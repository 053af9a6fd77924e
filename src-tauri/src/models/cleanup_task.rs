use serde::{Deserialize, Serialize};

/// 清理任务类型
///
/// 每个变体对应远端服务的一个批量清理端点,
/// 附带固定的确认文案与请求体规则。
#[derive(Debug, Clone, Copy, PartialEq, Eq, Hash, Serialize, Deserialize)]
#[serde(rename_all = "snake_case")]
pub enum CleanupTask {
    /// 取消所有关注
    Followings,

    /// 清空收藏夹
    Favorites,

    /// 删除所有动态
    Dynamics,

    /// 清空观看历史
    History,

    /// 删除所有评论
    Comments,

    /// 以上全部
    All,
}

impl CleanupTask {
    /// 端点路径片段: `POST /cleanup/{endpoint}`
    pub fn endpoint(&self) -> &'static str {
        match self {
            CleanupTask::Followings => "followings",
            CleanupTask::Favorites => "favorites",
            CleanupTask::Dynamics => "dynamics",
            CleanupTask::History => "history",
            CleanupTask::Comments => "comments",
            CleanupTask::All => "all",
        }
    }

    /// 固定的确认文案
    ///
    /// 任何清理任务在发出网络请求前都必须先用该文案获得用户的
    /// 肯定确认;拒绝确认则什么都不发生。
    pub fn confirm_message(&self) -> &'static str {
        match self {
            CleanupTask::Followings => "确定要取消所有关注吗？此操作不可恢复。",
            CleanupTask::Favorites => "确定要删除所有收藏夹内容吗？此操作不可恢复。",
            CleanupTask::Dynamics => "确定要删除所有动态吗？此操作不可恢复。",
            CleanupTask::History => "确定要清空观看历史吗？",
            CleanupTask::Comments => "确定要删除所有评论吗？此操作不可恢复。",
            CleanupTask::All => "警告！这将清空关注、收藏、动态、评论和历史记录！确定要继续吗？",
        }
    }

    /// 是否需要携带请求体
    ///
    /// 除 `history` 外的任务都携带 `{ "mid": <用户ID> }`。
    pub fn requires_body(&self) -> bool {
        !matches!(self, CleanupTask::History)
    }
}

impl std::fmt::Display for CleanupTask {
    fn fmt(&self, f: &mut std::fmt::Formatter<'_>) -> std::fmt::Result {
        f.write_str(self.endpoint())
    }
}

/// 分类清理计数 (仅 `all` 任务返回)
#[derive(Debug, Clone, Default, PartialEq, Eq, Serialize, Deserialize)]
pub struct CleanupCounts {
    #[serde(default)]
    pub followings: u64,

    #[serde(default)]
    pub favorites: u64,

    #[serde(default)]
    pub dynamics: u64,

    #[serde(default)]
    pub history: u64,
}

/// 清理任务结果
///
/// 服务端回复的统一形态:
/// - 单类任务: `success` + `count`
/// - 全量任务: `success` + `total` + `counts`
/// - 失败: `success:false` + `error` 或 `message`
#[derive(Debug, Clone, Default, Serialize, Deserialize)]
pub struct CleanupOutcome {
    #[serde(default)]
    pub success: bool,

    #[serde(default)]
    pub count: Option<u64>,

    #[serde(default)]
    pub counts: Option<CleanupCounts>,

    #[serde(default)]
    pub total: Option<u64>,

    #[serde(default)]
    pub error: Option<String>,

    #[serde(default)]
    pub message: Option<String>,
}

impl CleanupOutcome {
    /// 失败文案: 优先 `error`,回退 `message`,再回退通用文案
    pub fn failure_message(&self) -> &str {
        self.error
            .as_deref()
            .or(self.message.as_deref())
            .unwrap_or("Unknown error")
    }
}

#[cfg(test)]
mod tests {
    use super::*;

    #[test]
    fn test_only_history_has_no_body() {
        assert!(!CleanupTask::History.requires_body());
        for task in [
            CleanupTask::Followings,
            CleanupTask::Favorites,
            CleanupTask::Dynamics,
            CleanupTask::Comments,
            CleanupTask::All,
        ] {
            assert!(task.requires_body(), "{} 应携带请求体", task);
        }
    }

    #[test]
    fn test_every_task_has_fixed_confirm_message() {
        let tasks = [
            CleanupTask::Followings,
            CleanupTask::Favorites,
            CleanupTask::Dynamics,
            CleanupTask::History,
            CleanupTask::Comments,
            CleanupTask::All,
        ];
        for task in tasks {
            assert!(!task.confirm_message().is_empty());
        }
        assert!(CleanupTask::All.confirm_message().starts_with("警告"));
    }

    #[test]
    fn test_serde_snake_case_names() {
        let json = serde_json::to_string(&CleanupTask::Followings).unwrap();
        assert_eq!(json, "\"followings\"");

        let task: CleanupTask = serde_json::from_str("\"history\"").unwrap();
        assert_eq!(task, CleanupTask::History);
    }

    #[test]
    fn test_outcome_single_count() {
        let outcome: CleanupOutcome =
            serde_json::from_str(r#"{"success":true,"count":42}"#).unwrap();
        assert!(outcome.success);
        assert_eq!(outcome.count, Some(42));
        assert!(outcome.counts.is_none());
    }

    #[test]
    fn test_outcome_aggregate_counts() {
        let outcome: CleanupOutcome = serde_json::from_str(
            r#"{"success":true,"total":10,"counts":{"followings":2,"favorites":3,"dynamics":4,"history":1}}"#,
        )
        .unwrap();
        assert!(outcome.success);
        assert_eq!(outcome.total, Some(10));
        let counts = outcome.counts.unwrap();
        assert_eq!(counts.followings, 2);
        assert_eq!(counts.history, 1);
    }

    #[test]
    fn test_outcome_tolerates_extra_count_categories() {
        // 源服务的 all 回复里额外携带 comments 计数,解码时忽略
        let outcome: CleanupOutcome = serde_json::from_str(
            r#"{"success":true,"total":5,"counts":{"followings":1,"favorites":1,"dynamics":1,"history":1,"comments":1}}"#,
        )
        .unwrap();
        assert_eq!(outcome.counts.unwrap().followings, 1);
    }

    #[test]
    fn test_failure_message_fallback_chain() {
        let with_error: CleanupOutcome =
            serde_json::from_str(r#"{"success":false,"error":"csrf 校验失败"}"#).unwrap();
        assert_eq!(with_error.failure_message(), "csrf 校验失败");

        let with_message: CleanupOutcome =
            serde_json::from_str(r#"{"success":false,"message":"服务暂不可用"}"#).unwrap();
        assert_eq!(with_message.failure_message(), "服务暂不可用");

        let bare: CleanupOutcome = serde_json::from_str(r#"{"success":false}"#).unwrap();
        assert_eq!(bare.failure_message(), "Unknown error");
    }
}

---

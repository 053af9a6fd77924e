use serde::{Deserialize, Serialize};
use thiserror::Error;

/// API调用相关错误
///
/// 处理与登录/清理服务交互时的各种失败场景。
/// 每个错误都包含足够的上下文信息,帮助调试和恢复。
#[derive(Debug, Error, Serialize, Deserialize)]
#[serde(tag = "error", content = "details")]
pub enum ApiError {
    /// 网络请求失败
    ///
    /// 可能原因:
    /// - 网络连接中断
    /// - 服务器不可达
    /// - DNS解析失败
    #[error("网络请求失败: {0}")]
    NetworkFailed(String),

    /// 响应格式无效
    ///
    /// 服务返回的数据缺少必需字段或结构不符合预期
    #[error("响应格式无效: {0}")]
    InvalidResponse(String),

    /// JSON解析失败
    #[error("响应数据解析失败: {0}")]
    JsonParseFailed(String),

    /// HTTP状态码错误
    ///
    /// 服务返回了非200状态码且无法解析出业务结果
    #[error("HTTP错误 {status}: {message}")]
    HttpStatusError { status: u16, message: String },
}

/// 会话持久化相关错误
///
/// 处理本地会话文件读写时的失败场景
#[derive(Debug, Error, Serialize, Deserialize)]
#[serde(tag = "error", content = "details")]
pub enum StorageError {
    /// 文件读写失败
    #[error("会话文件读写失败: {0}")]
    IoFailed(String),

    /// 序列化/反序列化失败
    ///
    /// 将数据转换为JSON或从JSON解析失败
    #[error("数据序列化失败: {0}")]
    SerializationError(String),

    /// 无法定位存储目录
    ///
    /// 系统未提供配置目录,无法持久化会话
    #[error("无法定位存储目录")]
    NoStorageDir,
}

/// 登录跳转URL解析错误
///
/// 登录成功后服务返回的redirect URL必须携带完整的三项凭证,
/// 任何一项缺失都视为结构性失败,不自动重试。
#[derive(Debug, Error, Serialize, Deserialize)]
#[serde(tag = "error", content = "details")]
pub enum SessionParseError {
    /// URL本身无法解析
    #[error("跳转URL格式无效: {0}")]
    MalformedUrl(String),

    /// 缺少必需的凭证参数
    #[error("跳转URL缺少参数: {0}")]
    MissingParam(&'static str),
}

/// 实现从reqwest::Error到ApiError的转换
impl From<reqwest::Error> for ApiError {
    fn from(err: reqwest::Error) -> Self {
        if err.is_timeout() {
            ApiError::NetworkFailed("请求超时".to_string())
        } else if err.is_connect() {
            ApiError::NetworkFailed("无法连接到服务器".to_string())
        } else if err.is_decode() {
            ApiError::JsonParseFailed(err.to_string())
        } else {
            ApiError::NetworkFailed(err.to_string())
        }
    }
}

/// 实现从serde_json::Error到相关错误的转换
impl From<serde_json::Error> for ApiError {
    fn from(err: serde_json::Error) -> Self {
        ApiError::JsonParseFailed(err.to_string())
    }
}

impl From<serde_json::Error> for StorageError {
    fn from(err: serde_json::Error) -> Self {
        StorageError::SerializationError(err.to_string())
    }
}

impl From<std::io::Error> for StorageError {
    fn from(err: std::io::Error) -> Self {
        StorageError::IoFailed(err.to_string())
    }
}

Exercise: Reproduce word for word the material above, beginning with the line that contains "let with_error: CleanupOutcome" and ending with the line that contains "assert_eq!(with_mess".

Result of this exercise:
        let with_error: CleanupOutcome =
            serde_json::from_str(r#"{"success":false,"error":"csrf 校验失败"}"#).unwrap();
        assert_eq!(with_error.failure_message(), "csrf 校验失败");

        let with_message: CleanupOutcome =
            serde_json::from_str(r#"{"success":false,"message":"服务暂不可用"}"#).unwrap();
        assert_eq!(with_message.failure_message(), "服务暂不可用");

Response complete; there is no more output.